On doit distinguer dans la Forêt d'Orléans deux catégories de gouffres: ceux qui émettent de l'eau et ceux qui en absorbent.
A la suite de pluies abondantes et continues, certains gouffres deviennent émissifs, c'est à dire que l'eau jaillit comme d'une source, en donnant naissance à une rivière.
En se reportant à la carte ci-jointe, on peut voir que dans la partie de la Forêt d'Orléans qui nous intéresse, il n'y a que les gouffres compris dans le groupe II qui donnent de l'eau. Nous croyons que c'est en raison de sa proximité avec le groupe I, car c'est seulement quand les gouffres du groupe I sont pleins que le groupe II devient émissif.

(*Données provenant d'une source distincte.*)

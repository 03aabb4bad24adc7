//! Upstream provider settings from TOML (`[provider]` section)

use crate::config::validation::ConfigIssue;
use serde::{Deserialize, Serialize};
use std::time::Duration;

/// # Example
///
/// ```toml
/// [provider]
/// base_url = "https://api.groq.com/openai/v1"
/// api_key_env = "GROQ_API_KEY"
/// timeout_seconds = 30
/// ```
#[derive(Debug, Clone, PartialEq, Eq, Serialize, Deserialize)]
#[serde(default)]
pub struct FileProviderConfig {
    /// Any OpenAI-compatible API root
    pub base_url: String,
    /// Environment variable holding the API key, read at call time
    pub api_key_env: String,
    pub timeout_seconds: u64,
}

impl Default for FileProviderConfig {
    fn default() -> Self {
        Self {
            base_url: "https://api.groq.com/openai/v1".to_string(),
            api_key_env: "GROQ_API_KEY".to_string(),
            timeout_seconds: 30,
        }
    }
}

impl FileProviderConfig {
    pub fn timeout(&self) -> Duration {
        Duration::from_secs(self.timeout_seconds)
    }

    pub fn validate(&self) -> Vec<ConfigIssue> {
        let mut issues = Vec::new();
        if self.timeout_seconds == 0 {
            issues.push(ConfigIssue::error(
                "provider.timeout_seconds",
                "timeout_seconds cannot be 0",
            ));
        }
        if !self.base_url.starts_with("http://") && !self.base_url.starts_with("https://") {
            issues.push(ConfigIssue::error(
                "provider.base_url",
                format!("'{}' is not an http(s) URL", self.base_url),
            ));
        }
        if self.api_key_env.trim().is_empty() {
            issues.push(ConfigIssue::error(
                "provider.api_key_env",
                "environment variable name cannot be empty",
            ));
        }
        issues
    }
}
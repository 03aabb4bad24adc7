//! Question value object

use super::error::DomainError;
use serde::{Deserialize, Serialize};

/// A query to be answered by the combined models (Value Object)
///
/// Represents the input that will be sent to every target model.
#[derive(Debug, Clone, PartialEq, Eq, Serialize, Deserialize)]
pub struct Question {
    content: String,
}

impl Question {
    /// Create a new question, rejecting blank content
    pub fn new(content: impl Into<String>) -> Result<Self, DomainError> {
        let content = content.into();
        if content.trim().is_empty() {
            return Err(DomainError::InvalidQuestion(
                "query cannot be empty".to_string(),
            ));
        }
        Ok(Self { content })
    }

    /// Try to create a new question, returning None if invalid
    pub fn try_new(content: impl Into<String>) -> Option<Self> {
        Self::new(content).ok()
    }

    /// Get the question content
    pub fn content(&self) -> &str {
        &self.content
    }

    /// Consume and return the inner content
    pub fn into_content(self) -> String {
        self.content
    }
}

impl std::fmt::Display for Question {
    fn fmt(&self, f: &mut std::fmt::Formatter<'_>) -> std::fmt::Result {
        write!(f, "{}", self.content)
    }
}
//! Combine parameters: how the pipeline runs a request.
//!
//! [`CombineParams`] groups the static knobs of
//! [`RunCombineUseCase`](crate::use_cases::run_combine::RunCombineUseCase).
//! They are resolved from the loaded configuration at startup.

use crate::ports::llm_gateway::GenerationOptions;
use combiner_domain::{CombinePolicy, DEFAULT_MAX_ANSWER_CHARS, Model, SynthesisPrompts};
use std::time::Duration;

/// Default number of refinement rounds for the layered policy
pub const DEFAULT_LAYER_CYCLES: usize = 3;

/// Default per-call wait before a model call fails with a timeout
pub const DEFAULT_TIMEOUT: Duration = Duration::from_secs(30);

/// Pipeline parameters.
///
/// | Role        | Temperature | Used by                      |
/// |-------------|-------------|------------------------------|
/// | participant | 0.7         | fan-out calls                |
/// | synthesizer | 0.2         | synthesize / layered answer  |
/// | single      | 0.7         | single-model mode            |
#[derive(Debug, Clone)]
pub struct CombineParams {
    /// Policy used when a request does not pick one
    pub policy: CombinePolicy,
    /// Model used when a request names none
    pub default_model: Model,
    /// Model that merges the fan-out answers
    pub synthesizer: Model,
    /// Cap on pick-best answers, in characters
    pub max_answer_chars: usize,
    /// Rounds for the layered policy (at least one round always runs)
    pub layer_cycles: usize,
    pub participant_options: GenerationOptions,
    pub synthesizer_options: GenerationOptions,
    pub single_options: GenerationOptions,
    /// Bound on each model call, and on each wait between streamed chunks
    pub timeout: Duration,
    pub prompts: SynthesisPrompts,
}

impl Default for CombineParams {
    fn default() -> Self {
        Self {
            policy: CombinePolicy::default(),
            default_model: Model::default(),
            synthesizer: Model::synthesizer(),
            max_answer_chars: DEFAULT_MAX_ANSWER_CHARS,
            layer_cycles: DEFAULT_LAYER_CYCLES,
            participant_options: GenerationOptions::default().with_temperature(0.7),
            synthesizer_options: GenerationOptions::default().with_temperature(0.2),
            single_options: GenerationOptions::default().with_temperature(0.7),
            timeout: DEFAULT_TIMEOUT,
            prompts: SynthesisPrompts::default(),
        }
    }
}

impl CombineParams {
    // ==================== Builder Methods ====================

    pub fn with_policy(mut self, policy: CombinePolicy) -> Self {
        self.policy = policy;
        self
    }

    pub fn with_default_model(mut self, model: Model) -> Self {
        self.default_model = model;
        self
    }

    pub fn with_synthesizer(mut self, model: Model) -> Self {
        self.synthesizer = model;
        self
    }

    pub fn with_max_answer_chars(mut self, max: usize) -> Self {
        self.max_answer_chars = max;
        self
    }

    pub fn with_layer_cycles(mut self, cycles: usize) -> Self {
        self.layer_cycles = cycles;
        self
    }

    pub fn with_timeout(mut self, timeout: Duration) -> Self {
        self.timeout = timeout;
        self
    }

    /// Apply one output cap to every role.
    pub fn with_max_tokens(mut self, max_tokens: Option<u32>) -> Self {
        self.participant_options = self.participant_options.with_max_tokens(max_tokens);
        self.synthesizer_options = self.synthesizer_options.with_max_tokens(max_tokens);
        self.single_options = self.single_options.with_max_tokens(max_tokens);
        self
    }

    pub fn with_temperatures(mut self, participant: f32, synthesizer: f32, single: f32) -> Self {
        self.participant_options = self.participant_options.with_temperature(participant);
        self.synthesizer_options = self.synthesizer_options.with_temperature(synthesizer);
        self.single_options = self.single_options.with_temperature(single);
        self
    }

    pub fn with_prompts(mut self, prompts: SynthesisPrompts) -> Self {
        self.prompts = prompts;
        self
    }

    /// Number of layered rounds actually run.
    pub fn effective_layer_cycles(&self) -> usize {
        self.layer_cycles.max(1)
    }
}
//! Error types for the OpenAI-compatible HTTP adapter

use combiner_application::GatewayError;
use thiserror::Error;

/// Result type alias for HTTP adapter operations
pub type Result<T> = std::result::Result<T, HttpClientError>;

/// Errors that can occur when talking to the completions endpoint
#[derive(Error, Debug)]
pub enum HttpClientError {
    #[error("HTTP transport error: {0}")]
    Transport(#[from] reqwest::Error),

    #[error("JSON serialization error: {0}")]
    Serialization(#[from] serde_json::Error),

    #[error("Upstream returned HTTP {status}: {body}")]
    Status { status: u16, body: String },

    #[error("Model not found upstream: {0}")]
    UnknownModel(String),

    #[error("Response missing expected field: {0}")]
    MissingField(&'static str),

    #[error("Stream error: {0}")]
    Stream(String),
}

impl From<HttpClientError> for GatewayError {
    fn from(e: HttpClientError) -> Self {
        match e {
            HttpClientError::Transport(e) if e.is_timeout() => GatewayError::Timeout,
            HttpClientError::Transport(e) => GatewayError::ConnectionError(e.to_string()),
            HttpClientError::Serialization(e) => GatewayError::MalformedResponse(e.to_string()),
            HttpClientError::Status { status, body } => GatewayError::HttpStatus { status, body },
            HttpClientError::UnknownModel(model) => GatewayError::ModelNotAvailable(model),
            HttpClientError::MissingField(field) => {
                GatewayError::MalformedResponse(format!("missing {}", field))
            }
            HttpClientError::Stream(msg) => GatewayError::RequestFailed(msg),
        }
    }
}

#[cfg(test)]
mod tests {
    use super::*;

    #[test]
    fn test_status_maps_to_http_status() {
        let e: GatewayError = HttpClientError::Status {
            status: 503,
            body: "busy".into(),
        }
        .into();
        assert_eq!(
            e,
            GatewayError::HttpStatus {
                status: 503,
                body: "busy".into()
            }
        );
    }

    #[test]
    fn test_missing_field_is_malformed() {
        let e: GatewayError = HttpClientError::MissingField("choices[0].message.content").into();
        assert!(matches!(e, GatewayError::MalformedResponse(_)));
    }

    #[test]
    fn test_bad_json_is_malformed() {
        let err = serde_json::from_str::<serde_json::Value>("{not json").unwrap_err();
        let e: GatewayError = HttpClientError::from(err).into();
        assert!(matches!(e, GatewayError::MalformedResponse(_)));
    }
}
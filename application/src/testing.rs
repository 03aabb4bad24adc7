//! Scripted test doubles shared by the use case tests.

use crate::ports::llm_gateway::{GatewayError, LlmGateway, LlmSession, SessionRequest, StreamHandle};
use async_trait::async_trait;
use combiner_domain::{
    ConversationMemory, ConversationRepository, ConversationTurn, DomainError, Model, SessionId,
    StreamEvent,
};
use std::collections::HashMap;
use std::sync::{Arc, Mutex};
use std::time::Duration;
use tokio::sync::mpsc;

/// What a scripted model does when called
#[derive(Debug, Clone)]
pub enum Reply {
    Chunks(Vec<String>),
    Fail(GatewayError),
    /// Streams the chunks, then breaks with an error
    FailAfter(Vec<String>, String),
    Delay(Duration, Box<Reply>),
}

impl Reply {
    pub fn text(text: &str) -> Self {
        Reply::Chunks(vec![text.to_string()])
    }

    pub fn chunks(chunks: &[&str]) -> Self {
        Reply::Chunks(chunks.iter().map(|c| c.to_string()).collect())
    }

    pub fn fail(error: GatewayError) -> Self {
        Reply::Fail(error)
    }

    pub fn delayed(seconds: u64, reply: Reply) -> Self {
        Reply::Delay(Duration::from_secs(seconds), Box::new(reply))
    }

    async fn resolve(self) -> Reply {
        let mut reply = self;
        while let Reply::Delay(delay, inner) = reply {
            tokio::time::sleep(delay).await;
            reply = *inner;
        }
        reply
    }
}

/// One call seen by the gateway
#[derive(Debug, Clone)]
pub struct RecordedCall {
    pub model: String,
    pub system_prompt: Option<String>,
    pub history_len: usize,
    pub prompt: String,
    pub streaming: bool,
}

/// Replies per model; the last scripted reply repeats once the rest are used
#[derive(Default)]
pub struct ScriptedGateway {
    replies: HashMap<String, Vec<Reply>>,
    served: Mutex<HashMap<String, usize>>,
    calls: Arc<Mutex<Vec<RecordedCall>>>,
}

impl ScriptedGateway {
    pub fn new() -> Self {
        Self::default()
    }

    pub fn reply(self, model: &str, reply: Reply) -> Self {
        self.replies(model, vec![reply])
    }

    /// One reply per successive call to `model`
    pub fn replies(mut self, model: &str, replies: Vec<Reply>) -> Self {
        self.replies.insert(model.to_string(), replies);
        self
    }

    fn next_reply(&self, model: &str) -> Option<Reply> {
        let replies = self.replies.get(model)?;
        let mut served = self.served.lock().unwrap();
        let count = served.entry(model.to_string()).or_default();
        let reply = replies.get(*count).or_else(|| replies.last()).cloned();
        *count += 1;
        reply
    }

    pub fn calls(&self) -> Vec<RecordedCall> {
        self.calls.lock().unwrap().clone()
    }

    pub fn calls_to(&self, model: &str) -> Vec<RecordedCall> {
        self.calls()
            .into_iter()
            .filter(|c| c.model == model)
            .collect()
    }
}

#[async_trait]
impl LlmGateway for ScriptedGateway {
    async fn create_session(
        &self,
        request: SessionRequest,
    ) -> Result<Box<dyn LlmSession>, GatewayError> {
        let reply = self
            .next_reply(request.model.as_str())
            .unwrap_or_else(|| {
                Reply::Fail(GatewayError::ModelNotAvailable(
                    request.model.as_str().to_string(),
                ))
            });
        Ok(Box::new(ScriptedSession {
            request,
            reply,
            calls: Arc::clone(&self.calls),
        }))
    }
}

struct ScriptedSession {
    request: SessionRequest,
    reply: Reply,
    calls: Arc<Mutex<Vec<RecordedCall>>>,
}

impl ScriptedSession {
    fn record(&self, prompt: &str, streaming: bool) {
        self.calls.lock().unwrap().push(RecordedCall {
            model: self.request.model.as_str().to_string(),
            system_prompt: self.request.system_prompt.clone(),
            history_len: self.request.history.len(),
            prompt: prompt.to_string(),
            streaming,
        });
    }
}

#[async_trait]
impl LlmSession for ScriptedSession {
    fn model(&self) -> &Model {
        &self.request.model
    }

    async fn send(&self, prompt: &str) -> Result<String, GatewayError> {
        self.record(prompt, false);
        match self.reply.clone().resolve().await {
            Reply::Chunks(chunks) => Ok(chunks.concat()),
            Reply::Fail(e) => Err(e),
            Reply::FailAfter(_, e) => Err(GatewayError::RequestFailed(e)),
            Reply::Delay(..) => unreachable!(),
        }
    }

    async fn send_streaming(&self, prompt: &str) -> Result<StreamHandle, GatewayError> {
        self.record(prompt, true);
        let (chunks, error) = match self.reply.clone().resolve().await {
            Reply::Chunks(chunks) => (chunks, None),
            Reply::Fail(e) => return Err(e),
            Reply::FailAfter(chunks, e) => (chunks, Some(e)),
            Reply::Delay(..) => unreachable!(),
        };
        let (tx, rx) = mpsc::channel(16);
        tokio::spawn(async move {
            let full = chunks.concat();
            for chunk in chunks {
                if tx.send(StreamEvent::Delta(chunk)).await.is_err() {
                    return;
                }
            }
            let terminal = match error {
                Some(e) => StreamEvent::Error(e),
                None => StreamEvent::Completed(full),
            };
            let _ = tx.send(terminal).await;
        });
        Ok(StreamHandle::new(rx))
    }
}

/// Conversation memory kept in a plain map
#[derive(Default)]
pub struct TestMemory {
    sessions: Mutex<HashMap<SessionId, ConversationMemory>>,
}

impl TestMemory {
    pub fn turns(&self, session: &str) -> Vec<ConversationTurn> {
        self.sessions
            .lock()
            .unwrap()
            .get(&SessionId::new(session))
            .map(|m| m.turns().to_vec())
            .unwrap_or_default()
    }
}

#[async_trait]
impl ConversationRepository for TestMemory {
    async fn load(&self, session: &SessionId) -> Result<Vec<ConversationTurn>, DomainError> {
        Ok(self.turns(session.as_str()))
    }

    async fn append(&self, session: &SessionId, turn: ConversationTurn) -> Result<(), DomainError> {
        self.sessions
            .lock()
            .unwrap()
            .entry(session.clone())
            .or_default()
            .append(turn);
        Ok(())
    }

    async fn clear(&self, session: &SessionId) -> Result<(), DomainError> {
        self.sessions.lock().unwrap().remove(session);
        Ok(())
    }
}
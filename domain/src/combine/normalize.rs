//! Response normalizer

/// Clean a raw model output.
///
/// Strips leading and trailing whitespace. Pure and idempotent:
/// `normalize(&normalize(x)) == normalize(x)`.
pub fn normalize(raw: &str) -> String {
    raw.trim().to_string()
}
//! Slot-validated prompt templates
//!
//! A template is parsed once. Placeholders are written `{name}` where `name`
//! is ASCII alphanumeric or `_`; any other brace is literal text. Required
//! slots are checked at construction so rendering never fails.

use crate::core::error::DomainError;
use std::collections::BTreeSet;

#[derive(Debug, Clone, PartialEq, Eq)]
enum Segment {
    Text(String),
    Slot(String),
}

/// A parsed prompt template with named slots
#[derive(Debug, Clone, PartialEq, Eq)]
pub struct PromptTemplate {
    segments: Vec<Segment>,
    slots: BTreeSet<String>,
}

impl PromptTemplate {
    /// Parse `source`, failing if any of `required` is not a slot in it.
    pub fn new(source: &str, required: &[&str]) -> Result<Self, DomainError> {
        let template = Self::parse(source);
        let missing: Vec<&str> = required
            .iter()
            .copied()
            .filter(|slot| !template.slots.contains(*slot))
            .collect();
        if !missing.is_empty() {
            return Err(DomainError::InvalidTemplate(format!(
                "missing required slot(s): {}",
                missing
                    .iter()
                    .map(|s| format!("{{{}}}", s))
                    .collect::<Vec<_>>()
                    .join(", ")
            )));
        }
        Ok(template)
    }

    pub(crate) fn parse(source: &str) -> Self {
        let mut segments = Vec::new();
        let mut slots = BTreeSet::new();
        let mut text = String::new();
        let mut rest = source;

        while let Some(open) = rest.find('{') {
            let after = &rest[open + 1..];
            match after.find('}') {
                Some(close) if is_slot_name(&after[..close]) => {
                    text.push_str(&rest[..open]);
                    if !text.is_empty() {
                        segments.push(Segment::Text(std::mem::take(&mut text)));
                    }
                    let name = after[..close].to_string();
                    slots.insert(name.clone());
                    segments.push(Segment::Slot(name));
                    rest = &after[close + 1..];
                }
                _ => {
                    text.push_str(&rest[..=open]);
                    rest = after;
                }
            }
        }
        text.push_str(rest);
        if !text.is_empty() {
            segments.push(Segment::Text(text));
        }

        Self { segments, slots }
    }

    /// Names of all slots in the template
    pub fn slots(&self) -> impl Iterator<Item = &str> {
        self.slots.iter().map(String::as_str)
    }

    pub fn has_slot(&self, name: &str) -> bool {
        self.slots.contains(name)
    }

    /// Fill the slots; a slot without a value renders as empty text.
    pub fn render(&self, values: &[(&str, &str)]) -> String {
        let mut out = String::new();
        for segment in &self.segments {
            match segment {
                Segment::Text(text) => out.push_str(text),
                Segment::Slot(name) => {
                    if let Some((_, value)) = values.iter().find(|(key, _)| key == name) {
                        out.push_str(value);
                    }
                }
            }
        }
        out
    }
}

fn is_slot_name(s: &str) -> bool {
    !s.is_empty() && s.chars().all(|c| c.is_ascii_alphanumeric() || c == '_')
}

L'eau arrive aux gouffres par des rigoles ou des fossés. Tous, sans exception, se rencontrent dans les régions où la marne blanche miocène se trouve en contact immédiat avec la terre végétale.
Ils ont la forme d'une cuvette qui varie de 5 à 30 m. de diamètre. Au fond se trouve l'entonnoir vertical qui oscille entre 5 et 25 m. de profondeur. En temps de repos et de sécheresse, on ne voit pas l'entonnoir, qui est dissimulé par des amas de feuilles mortes. Mais immédiatement après une crue, on le distingue parfaitement.
Le groupe I dit "les Orfosses-Mouillées" est le plus important et celui qui renferme les plus grands gouffres; ces derniers sont accompagnés de marécages tourbeux et de terrains mouvants dangereux à la marche. Ils sont une quinzaine, reliés entre eux par des couloirs profonds mais à ciel ouvert, puis par des couloirs souterrains.
M. Johanet nous avisait le 11 mars dernier que tous les gouffres étaient pleins par suite des pluies persistantes et que le groupe II, devenu émissif, donnait naissance à la rivière de Beauce: "La Retrève".
La Retrève, suivant le régime des gouffres est intermittente. Elle a un régime torrentiel et une largeur de 20 m. en moyenne. Elle doit remplir dix gouffres avant de pénétrer dans la plaine de Beauce, à Cercottes et Gidy; nous ne pouvons mieux la comparer qu'à La Vogue, rivière torrentielle que nous avons étudiée en septembre 1907 à Montmirail (Marne).
Le groupe des gouffres le plus important est le groupe III (Sainte-croix). Il n'existe pas de gouffre là où il y a du sable; ils sont tous dans les fissures de la marne blanche miocène et leurs eaux coulent au contact du "Calcaire de Beauce"; lorsque les gouffres sont pleins, les puits de la région se remplissent.
On peut voir par ces quelques renseignements, encore incomplets, combien l'étude des cours d'eau souterrains offrent d'intérêt; nous avons affaire, pour le cas présent, à un régime mixte, intermittent, différent des régimes qui s'établissent dans les contrées calcaires, et dont certainement il y a peu d'exemples en France.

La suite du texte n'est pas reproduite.